### [Items from a data source]
==*==

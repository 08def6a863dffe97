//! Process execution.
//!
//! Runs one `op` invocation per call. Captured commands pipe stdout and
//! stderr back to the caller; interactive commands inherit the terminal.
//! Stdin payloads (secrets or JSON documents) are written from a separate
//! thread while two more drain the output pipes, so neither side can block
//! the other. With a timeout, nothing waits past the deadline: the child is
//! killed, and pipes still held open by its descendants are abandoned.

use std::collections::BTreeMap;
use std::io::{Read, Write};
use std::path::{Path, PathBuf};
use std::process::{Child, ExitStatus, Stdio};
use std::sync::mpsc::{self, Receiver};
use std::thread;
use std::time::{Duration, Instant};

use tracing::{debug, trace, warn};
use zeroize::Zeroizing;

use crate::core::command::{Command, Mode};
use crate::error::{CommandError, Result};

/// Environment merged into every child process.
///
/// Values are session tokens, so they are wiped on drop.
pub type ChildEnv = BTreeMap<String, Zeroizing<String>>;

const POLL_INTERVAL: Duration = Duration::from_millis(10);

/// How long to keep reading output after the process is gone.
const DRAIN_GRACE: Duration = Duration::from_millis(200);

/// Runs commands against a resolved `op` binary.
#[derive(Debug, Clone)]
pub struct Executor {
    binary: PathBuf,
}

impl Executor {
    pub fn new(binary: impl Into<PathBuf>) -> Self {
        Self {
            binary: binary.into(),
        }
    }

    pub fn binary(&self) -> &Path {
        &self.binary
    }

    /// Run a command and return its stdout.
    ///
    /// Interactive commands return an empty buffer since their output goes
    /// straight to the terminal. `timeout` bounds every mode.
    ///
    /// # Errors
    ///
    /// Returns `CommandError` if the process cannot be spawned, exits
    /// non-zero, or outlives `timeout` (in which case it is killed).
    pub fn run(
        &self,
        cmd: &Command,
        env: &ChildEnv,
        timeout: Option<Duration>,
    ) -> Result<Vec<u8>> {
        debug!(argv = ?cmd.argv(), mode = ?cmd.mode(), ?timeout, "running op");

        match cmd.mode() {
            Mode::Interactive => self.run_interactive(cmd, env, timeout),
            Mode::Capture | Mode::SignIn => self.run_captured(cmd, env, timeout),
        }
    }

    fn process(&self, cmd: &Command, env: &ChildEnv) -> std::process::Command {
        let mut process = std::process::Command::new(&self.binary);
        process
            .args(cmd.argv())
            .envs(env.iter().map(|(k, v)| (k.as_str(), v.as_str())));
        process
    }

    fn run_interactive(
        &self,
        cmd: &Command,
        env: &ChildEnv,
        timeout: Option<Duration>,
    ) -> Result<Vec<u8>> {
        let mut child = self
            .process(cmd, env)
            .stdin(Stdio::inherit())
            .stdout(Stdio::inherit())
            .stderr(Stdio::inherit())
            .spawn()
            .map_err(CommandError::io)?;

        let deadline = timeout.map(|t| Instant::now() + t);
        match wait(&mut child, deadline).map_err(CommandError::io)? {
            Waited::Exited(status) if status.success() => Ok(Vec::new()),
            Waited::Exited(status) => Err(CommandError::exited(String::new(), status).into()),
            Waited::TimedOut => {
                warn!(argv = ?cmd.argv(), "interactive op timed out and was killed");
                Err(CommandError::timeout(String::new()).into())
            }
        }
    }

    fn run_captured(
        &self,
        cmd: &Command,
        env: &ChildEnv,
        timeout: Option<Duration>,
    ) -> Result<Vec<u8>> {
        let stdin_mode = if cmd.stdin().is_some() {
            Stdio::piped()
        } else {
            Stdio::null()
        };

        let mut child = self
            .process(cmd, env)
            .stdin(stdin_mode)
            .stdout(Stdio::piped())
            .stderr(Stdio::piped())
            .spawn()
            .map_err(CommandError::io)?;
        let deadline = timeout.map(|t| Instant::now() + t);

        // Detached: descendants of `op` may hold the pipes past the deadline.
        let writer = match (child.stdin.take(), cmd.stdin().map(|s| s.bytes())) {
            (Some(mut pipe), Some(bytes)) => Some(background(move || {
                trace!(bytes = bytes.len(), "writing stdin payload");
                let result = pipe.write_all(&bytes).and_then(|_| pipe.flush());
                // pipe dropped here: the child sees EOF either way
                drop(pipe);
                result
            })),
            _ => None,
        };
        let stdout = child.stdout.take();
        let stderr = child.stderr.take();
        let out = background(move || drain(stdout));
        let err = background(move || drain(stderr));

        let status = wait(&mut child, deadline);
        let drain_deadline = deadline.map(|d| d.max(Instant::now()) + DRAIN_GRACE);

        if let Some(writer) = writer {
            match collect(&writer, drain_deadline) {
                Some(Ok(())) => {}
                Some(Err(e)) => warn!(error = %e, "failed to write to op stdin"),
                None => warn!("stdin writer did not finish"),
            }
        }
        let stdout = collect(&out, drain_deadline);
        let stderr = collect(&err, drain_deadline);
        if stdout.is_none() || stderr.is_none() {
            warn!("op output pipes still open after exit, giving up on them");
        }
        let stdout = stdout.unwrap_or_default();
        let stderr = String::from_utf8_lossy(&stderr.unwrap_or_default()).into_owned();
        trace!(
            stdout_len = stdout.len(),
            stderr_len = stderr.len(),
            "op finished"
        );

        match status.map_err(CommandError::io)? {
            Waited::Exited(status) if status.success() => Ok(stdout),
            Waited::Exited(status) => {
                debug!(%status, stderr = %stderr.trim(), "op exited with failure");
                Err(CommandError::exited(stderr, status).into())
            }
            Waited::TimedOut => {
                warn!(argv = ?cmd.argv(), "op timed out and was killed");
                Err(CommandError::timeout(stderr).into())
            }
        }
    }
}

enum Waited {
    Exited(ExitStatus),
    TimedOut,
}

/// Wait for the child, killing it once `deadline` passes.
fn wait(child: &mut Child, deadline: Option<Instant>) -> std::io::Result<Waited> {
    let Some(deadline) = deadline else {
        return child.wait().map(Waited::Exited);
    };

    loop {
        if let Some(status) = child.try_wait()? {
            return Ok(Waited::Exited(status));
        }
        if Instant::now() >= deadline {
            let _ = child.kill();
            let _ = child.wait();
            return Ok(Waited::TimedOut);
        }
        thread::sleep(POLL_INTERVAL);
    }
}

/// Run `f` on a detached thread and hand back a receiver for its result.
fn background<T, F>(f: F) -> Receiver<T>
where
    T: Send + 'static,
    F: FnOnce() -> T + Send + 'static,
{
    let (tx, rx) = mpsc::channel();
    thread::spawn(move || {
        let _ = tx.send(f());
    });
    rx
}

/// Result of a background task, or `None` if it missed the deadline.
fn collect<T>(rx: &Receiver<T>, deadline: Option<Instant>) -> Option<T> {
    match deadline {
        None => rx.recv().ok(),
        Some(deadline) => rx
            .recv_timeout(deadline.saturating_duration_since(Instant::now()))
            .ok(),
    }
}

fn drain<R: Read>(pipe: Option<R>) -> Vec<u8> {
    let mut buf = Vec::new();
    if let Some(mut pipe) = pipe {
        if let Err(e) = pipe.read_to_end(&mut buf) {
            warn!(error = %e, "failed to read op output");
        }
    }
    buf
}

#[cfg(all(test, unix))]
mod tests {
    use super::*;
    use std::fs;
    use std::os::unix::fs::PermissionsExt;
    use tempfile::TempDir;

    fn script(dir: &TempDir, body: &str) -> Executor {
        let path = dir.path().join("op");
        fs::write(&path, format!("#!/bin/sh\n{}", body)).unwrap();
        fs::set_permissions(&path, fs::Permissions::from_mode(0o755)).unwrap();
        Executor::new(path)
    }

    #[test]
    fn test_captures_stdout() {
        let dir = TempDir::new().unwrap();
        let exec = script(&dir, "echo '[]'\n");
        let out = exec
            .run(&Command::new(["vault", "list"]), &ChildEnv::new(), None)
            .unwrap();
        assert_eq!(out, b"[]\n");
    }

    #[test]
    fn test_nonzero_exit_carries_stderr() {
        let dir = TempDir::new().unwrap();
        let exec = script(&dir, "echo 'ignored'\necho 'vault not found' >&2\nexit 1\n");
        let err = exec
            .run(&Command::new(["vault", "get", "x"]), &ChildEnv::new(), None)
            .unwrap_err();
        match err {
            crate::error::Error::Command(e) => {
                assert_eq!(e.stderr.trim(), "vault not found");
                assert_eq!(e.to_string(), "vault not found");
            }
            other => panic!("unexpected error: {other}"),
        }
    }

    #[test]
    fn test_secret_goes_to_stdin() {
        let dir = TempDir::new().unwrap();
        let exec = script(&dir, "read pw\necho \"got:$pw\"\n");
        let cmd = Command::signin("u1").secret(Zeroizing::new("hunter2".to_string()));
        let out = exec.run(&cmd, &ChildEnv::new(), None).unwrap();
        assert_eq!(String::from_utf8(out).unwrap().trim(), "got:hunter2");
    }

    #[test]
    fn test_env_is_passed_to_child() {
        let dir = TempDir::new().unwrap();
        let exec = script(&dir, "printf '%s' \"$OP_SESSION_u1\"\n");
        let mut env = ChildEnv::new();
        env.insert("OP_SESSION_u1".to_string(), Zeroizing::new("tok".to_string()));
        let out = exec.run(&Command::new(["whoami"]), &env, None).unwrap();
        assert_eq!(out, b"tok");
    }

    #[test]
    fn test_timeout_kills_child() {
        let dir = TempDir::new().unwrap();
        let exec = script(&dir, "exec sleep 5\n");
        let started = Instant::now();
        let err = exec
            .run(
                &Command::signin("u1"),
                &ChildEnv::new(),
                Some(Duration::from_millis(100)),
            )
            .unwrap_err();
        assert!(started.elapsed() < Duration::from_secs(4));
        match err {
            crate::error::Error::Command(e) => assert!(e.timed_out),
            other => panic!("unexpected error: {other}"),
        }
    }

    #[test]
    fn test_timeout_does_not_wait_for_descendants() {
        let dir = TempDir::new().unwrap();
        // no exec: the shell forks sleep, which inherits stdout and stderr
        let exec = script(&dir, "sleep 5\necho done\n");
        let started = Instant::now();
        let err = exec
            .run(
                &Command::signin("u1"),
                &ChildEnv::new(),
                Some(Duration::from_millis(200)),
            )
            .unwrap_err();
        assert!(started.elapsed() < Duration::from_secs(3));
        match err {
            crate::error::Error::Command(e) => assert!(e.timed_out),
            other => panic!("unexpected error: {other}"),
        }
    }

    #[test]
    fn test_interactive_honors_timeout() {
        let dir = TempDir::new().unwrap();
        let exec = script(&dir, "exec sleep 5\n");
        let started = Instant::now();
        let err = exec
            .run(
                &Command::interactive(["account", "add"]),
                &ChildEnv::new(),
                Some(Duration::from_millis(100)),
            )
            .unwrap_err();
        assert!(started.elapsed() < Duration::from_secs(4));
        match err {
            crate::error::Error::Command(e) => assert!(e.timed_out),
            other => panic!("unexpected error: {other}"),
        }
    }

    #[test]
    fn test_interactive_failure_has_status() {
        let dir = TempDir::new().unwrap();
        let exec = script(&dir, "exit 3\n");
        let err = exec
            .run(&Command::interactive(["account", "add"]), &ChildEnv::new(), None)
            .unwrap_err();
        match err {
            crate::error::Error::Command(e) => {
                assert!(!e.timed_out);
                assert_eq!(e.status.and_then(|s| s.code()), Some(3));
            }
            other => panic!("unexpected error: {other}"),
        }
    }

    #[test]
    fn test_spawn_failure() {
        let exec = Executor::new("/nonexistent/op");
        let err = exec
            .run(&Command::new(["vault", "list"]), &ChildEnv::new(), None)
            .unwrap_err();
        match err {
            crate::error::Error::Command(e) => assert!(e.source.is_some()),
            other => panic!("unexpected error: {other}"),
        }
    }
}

==*==

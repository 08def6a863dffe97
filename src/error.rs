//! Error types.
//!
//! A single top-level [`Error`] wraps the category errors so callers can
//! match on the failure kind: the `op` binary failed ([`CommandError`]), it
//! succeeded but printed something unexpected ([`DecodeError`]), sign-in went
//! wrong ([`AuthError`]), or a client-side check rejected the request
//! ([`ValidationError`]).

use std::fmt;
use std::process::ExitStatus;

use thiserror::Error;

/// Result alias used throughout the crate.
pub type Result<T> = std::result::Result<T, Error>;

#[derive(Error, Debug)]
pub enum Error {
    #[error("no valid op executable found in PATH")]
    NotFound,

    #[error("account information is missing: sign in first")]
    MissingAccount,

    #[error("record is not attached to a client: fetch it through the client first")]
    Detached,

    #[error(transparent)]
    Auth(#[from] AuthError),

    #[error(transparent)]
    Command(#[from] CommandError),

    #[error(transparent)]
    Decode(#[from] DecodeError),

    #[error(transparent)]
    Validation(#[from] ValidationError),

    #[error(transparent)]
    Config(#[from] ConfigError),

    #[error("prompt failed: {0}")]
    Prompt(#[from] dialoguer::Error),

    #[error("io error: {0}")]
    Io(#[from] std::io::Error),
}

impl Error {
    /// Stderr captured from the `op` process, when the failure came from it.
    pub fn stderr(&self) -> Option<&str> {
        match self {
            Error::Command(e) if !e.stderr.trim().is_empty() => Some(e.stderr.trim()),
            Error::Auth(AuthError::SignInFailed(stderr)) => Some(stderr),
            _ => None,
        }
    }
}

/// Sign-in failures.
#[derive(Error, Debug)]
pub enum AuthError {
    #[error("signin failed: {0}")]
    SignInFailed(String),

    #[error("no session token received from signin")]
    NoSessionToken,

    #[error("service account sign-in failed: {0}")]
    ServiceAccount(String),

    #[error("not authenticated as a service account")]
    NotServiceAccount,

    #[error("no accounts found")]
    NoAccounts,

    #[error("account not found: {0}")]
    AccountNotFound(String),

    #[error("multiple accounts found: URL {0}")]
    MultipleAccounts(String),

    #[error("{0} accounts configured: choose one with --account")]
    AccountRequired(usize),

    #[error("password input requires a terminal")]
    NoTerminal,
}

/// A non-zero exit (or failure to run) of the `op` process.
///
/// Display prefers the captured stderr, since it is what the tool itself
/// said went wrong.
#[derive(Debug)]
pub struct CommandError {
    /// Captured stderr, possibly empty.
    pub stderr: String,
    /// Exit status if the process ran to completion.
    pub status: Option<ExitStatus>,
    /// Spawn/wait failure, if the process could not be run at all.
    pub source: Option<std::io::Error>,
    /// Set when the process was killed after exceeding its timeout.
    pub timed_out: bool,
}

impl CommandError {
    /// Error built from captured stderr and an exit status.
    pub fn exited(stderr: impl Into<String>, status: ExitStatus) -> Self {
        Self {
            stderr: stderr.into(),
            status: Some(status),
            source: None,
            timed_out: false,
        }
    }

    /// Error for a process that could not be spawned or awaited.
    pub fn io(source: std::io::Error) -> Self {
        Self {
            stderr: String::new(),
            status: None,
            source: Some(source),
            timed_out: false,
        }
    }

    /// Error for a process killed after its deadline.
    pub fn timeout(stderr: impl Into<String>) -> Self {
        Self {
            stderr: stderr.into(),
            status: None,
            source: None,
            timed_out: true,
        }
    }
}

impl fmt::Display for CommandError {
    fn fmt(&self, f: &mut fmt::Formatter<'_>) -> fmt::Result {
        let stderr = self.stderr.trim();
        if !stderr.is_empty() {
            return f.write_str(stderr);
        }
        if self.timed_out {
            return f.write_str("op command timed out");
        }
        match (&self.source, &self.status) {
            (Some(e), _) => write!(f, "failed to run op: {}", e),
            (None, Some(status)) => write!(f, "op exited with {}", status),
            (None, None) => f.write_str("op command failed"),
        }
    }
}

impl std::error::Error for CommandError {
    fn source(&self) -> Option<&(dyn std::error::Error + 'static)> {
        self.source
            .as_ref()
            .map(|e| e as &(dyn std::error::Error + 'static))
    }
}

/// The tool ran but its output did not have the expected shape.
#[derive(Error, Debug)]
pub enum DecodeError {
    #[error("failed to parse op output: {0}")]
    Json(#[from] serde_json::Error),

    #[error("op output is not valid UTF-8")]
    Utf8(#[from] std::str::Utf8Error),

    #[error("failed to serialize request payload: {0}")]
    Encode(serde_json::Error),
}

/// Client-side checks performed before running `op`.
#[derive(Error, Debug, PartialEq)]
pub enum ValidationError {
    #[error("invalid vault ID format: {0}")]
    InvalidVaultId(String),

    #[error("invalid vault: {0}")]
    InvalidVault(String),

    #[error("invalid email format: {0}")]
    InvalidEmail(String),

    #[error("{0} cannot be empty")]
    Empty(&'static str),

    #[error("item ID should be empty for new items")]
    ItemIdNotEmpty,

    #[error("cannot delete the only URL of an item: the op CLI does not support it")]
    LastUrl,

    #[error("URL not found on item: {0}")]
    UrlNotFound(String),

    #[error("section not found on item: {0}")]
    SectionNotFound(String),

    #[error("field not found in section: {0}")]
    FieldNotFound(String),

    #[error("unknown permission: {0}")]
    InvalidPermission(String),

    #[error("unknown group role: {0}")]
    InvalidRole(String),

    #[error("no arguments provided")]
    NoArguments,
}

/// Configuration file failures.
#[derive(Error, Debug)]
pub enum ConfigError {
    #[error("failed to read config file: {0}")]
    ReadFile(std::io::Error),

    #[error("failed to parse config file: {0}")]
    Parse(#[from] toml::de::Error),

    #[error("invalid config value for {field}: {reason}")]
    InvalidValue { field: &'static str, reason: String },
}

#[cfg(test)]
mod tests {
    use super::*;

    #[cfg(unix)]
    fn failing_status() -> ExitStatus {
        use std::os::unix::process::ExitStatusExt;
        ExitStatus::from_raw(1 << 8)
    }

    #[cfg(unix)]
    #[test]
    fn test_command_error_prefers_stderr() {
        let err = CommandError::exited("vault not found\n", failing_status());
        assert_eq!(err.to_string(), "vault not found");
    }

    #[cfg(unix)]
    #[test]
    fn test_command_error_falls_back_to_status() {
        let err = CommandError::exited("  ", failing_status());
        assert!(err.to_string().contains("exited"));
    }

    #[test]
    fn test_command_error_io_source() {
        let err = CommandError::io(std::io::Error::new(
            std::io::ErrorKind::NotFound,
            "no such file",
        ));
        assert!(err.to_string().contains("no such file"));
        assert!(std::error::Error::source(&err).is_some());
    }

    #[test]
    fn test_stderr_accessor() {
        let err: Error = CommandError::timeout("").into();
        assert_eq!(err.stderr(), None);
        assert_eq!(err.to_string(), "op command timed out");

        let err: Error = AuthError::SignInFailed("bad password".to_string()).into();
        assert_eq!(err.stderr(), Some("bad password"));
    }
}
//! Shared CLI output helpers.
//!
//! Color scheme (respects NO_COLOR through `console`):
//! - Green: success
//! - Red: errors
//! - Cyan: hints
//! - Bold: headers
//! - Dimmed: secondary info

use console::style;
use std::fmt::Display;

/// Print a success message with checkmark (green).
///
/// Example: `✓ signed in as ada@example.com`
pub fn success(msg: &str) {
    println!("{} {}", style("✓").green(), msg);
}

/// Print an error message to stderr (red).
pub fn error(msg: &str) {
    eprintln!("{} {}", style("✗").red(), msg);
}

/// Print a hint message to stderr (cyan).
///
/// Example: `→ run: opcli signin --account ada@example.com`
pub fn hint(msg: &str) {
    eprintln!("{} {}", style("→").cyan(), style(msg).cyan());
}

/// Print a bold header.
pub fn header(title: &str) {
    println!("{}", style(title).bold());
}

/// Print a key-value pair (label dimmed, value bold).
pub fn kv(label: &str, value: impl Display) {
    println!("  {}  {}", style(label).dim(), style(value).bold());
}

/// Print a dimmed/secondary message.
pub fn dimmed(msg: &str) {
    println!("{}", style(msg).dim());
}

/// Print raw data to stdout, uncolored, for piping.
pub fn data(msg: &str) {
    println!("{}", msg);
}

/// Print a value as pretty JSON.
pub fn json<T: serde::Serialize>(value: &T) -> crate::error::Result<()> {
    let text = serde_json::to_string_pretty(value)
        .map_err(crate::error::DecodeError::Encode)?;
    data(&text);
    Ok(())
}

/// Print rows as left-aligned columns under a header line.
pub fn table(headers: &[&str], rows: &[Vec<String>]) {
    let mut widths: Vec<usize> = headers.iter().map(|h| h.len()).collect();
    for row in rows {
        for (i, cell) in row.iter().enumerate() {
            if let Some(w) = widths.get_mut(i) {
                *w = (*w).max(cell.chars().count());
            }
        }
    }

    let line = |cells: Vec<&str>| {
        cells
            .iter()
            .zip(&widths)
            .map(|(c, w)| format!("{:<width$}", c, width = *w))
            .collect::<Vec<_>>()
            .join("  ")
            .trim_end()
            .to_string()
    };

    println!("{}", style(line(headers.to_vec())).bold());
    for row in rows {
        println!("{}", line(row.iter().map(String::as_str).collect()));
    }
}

==*==

### [Aim of the task]
Lines with "tool": state how many there are in the records, and nothing more.

### [Expected answer]
2